Changed the internal title, fixed the header and the rom checksums thanks to rgbfix, pokemon stadium tower recognizes the game as crystal but it still black screens. i guess it is because pokemon stadium is expecting a 16 Mbit rom and we are supplying a 8 Mbit rom or some other header related thing. Not worth the effort to fix the thing, but i just wanted to let you know.


----------



## Darkipod (Jul 8, 2013)

the color really does make this game nicer, but takea away some of my nostalgia.


----------



## Nah3DS (Jul 10, 2013)

this hack should be called Pokemon Red DX


----------



## SolidSnake95 (Jul 10, 2013)

NahuelDS said:


> this hack should be called Pokemon Red DX


 
I worked on a Pokemon Blue DX before, where instead of colorizing gen 1, I just started on pokemon gold and redid everything. Though I lost interest by the time I got to Mt.Moon.


----------



## AsPika2219 (Jul 14, 2013)

Nice hacking ever!


----------



## Nusdogg (Jul 22, 2013)

Nice!!

So how do you guys go about playing this on the GBC handheld??? I know I can transfer the rom file into like EZ Flash IV or something and play it on my front lit GBA, but who knows.


----------



## Rydian (Jul 22, 2013)

Nusdogg said:


> Nice!!
> 
> So how do you guys go about playing this on the GBC handheld??? I know I can transfer the rom file into like EZ Flash IV or something and play it on my front lit GBA, but who knows.


Pretty much that.  You'd need some flash cart for the GBC for this.


----------



## Shadow#1 (Jul 22, 2013)

solved


----------



## Shadow#1 (Jul 22, 2013)

Lemmy Koopa said:


> Threw this into Goomba Color. Works amazingly.


 
witch one i tried all 3 goomba file and none of them let me save game as i restart and cant continue were i left off the .gb rom saves and works fine this the one i used http://filetrip.net/gba-downloads/homebrew/download-goomba-color-4-21-2009-f5120.html

and im useing goombafront.exe to complie a .gba file for my flashcarthttp://filetrip.net/gba-downloads/homebrew/download-goomba-color-4-21-2009-f5120.html


----------



## Drenn (Jul 22, 2013)

Shadow#1 said:


> witch one i tried all 3 goomba file and none of them let me save game as i restart and cant continue were i left off the .gb rom saves and works fine this the one i used http://filetrip.net/gba-downloads/homebrew/download-goomba-color-4-21-2009-f5120.html
> 
> and im useing goombafront.exe to complie a .gba file for my flashcart


 
I haven't really used goomba, but I've read that when playing games with 32KB save files, you need to press L+R after saving in-game for it to work properly.


----------



## Lemmy Koopa (Jul 23, 2013)

Drenn said:


> I haven't really used goomba, but I've read that when playing games with 32KB save files, you need to press L+R after saving in-game for it to work properly.


 

Is that why none of the games with that size save?
It seems to be fixed on Goomba Color though.

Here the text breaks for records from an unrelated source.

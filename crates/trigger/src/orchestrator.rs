//! Turns one push event into submitted job requests.
//!
//! Definitions are evaluated and submitted one at a time in catalog order.
//! The first match or submission error stops the loop and is returned as-is;
//! requests stored before it stay stored, since each is a valid job on its
//! own and there is nothing to compensate.

use std::sync::Arc;

use tracing::{debug, info};

use crate::changes::ChangedFiles;
use crate::config::TriggerConfig;
use crate::context::Context;
use crate::event::PushEvent;
use crate::job::JobRequest;
use crate::matcher::should_run;
use crate::refs::Refs;
use crate::store::{JobCatalog, JobStore};
use crate::submit::{submit, SubmitPolicy};
use crate::{JobId, TriggerError};

/// The collaborators a [`PushTrigger`] works through.
#[derive(Clone)]
pub struct TriggerClients {
    /// Source of the repository's postsubmit definitions.
    pub catalog: Arc<dyn JobCatalog>,
    /// Destination for the job requests.
    pub store: Arc<dyn JobStore>,
}

/// How a push event was handled.
#[derive(Debug, Clone, PartialEq, Eq)]
pub enum TriggerOutcome {
    /// The push deleted a branch; nothing was evaluated.
    BranchDeleted,
    /// Every definition was evaluated. `submitted` lists the requests stored
    /// for this event, in catalog order.
    Completed { submitted: Vec<JobId> },
}

/// Handles push events for every repository in the catalog.
pub struct PushTrigger {
    clients: TriggerClients,
    require_scheduling: bool,
    policy: SubmitPolicy,
}

impl PushTrigger {
    /// Takes the scheduling flag and the retry policy from `config`.
    pub fn new(clients: TriggerClients, config: &TriggerConfig) -> Self {
        Self {
            clients,
            require_scheduling: config.scheduler.enabled,
            policy: config.submit.policy(),
        }
    }

    /// Creates one job request per definition matching `event`.
    ///
    /// Branch deletions are skipped before the catalog is consulted. The
    /// first error ends the call; requests submitted before it are kept.
    /// `ctx` bounds catalog resolution and every submission.
    pub async fn handle(
        &self,
        ctx: &Context,
        event: &PushEvent,
    ) -> Result<TriggerOutcome, TriggerError> {
        if event.is_branch_deletion() {
            debug!(event_guid = %event.guid, git_ref = %event.git_ref, "Ignoring branch deletion");
            return Ok(TriggerOutcome::BranchDeleted);
        }

        let repo = event.repository_id();
        let base_sha = || event.after.clone();
        let definitions = tokio::select! {
            biased;
            _ = ctx.done() => {
                return Err(TriggerError::Cancelled {
                    operation: format!("resolving postsubmits for {repo}"),
                });
            }
            definitions = self.clients.catalog.postsubmits(&repo, &base_sha) => definitions,
        };

        let branch = event.branch();
        let changes = ChangedFiles::from_push(event);
        let refs = Refs::from_push(event);
        let mut submitted = Vec::new();

        for definition in &definitions {
            if !should_run(definition, branch, &changes)? {
                continue;
            }

            let request =
                JobRequest::postsubmit(definition, &refs, &event.guid, self.require_scheduling);
            submit(ctx, self.clients.store.as_ref(), &request, &self.policy).await?;

            info!(
                job_id = %request.id,
                job = %request.job,
                kind = %request.kind,
                org = %request.refs.org,
                repo = %request.refs.repo,
                base_ref = %request.refs.base_ref,
                base_sha = %request.refs.base_sha,
                event_guid = %event.guid,
                "Created postsubmit job"
            );
            submitted.push(request.id);
        }

        Ok(TriggerOutcome::Completed { submitted })
    }
}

By the way, will the Vblank LCD glitch break my gameboy advances?


----------



## reprep (Jul 23, 2013)

as i have already said before i played this on my gba sp (with a gb/gbc flashcard, not an emulator like goomba) and it didn't break it. that incident is just a coincidence most possibly.

edit: also buy this to avoid emulation:
*"gameboy usb 64mb EMS smart card"*


----------



## Drenn (Jul 23, 2013)

Lemmy Koopa said:


> Is that why none of the games with that size save?
> It seems to be fixed on Goomba Color though.
> 
> By the way, will the Vblank LCD glitch break my gameboy advances?


 
Like reprep said, the issue appears to be a coincidence. But if you're emulating with goomba, there is zero risk, even if such a bug does exist.


----------



## Lemmy Koopa (Jul 23, 2013)

Drenn said:


> Like reprep said, the issue appears to be a coincidence. But if you're emulating with goomba, there is zero risk, even if such a bug does exist.


 
Yeah, I'm sure it won't replicate that exact thing.

It seems to be working nicely, the only problem I have is that sometimes it glitches out and breaks the game, I then have to open the menu on goomba and select "exit" which doesn't actually exit but restarts Goomba/the entire GBA ROM all over.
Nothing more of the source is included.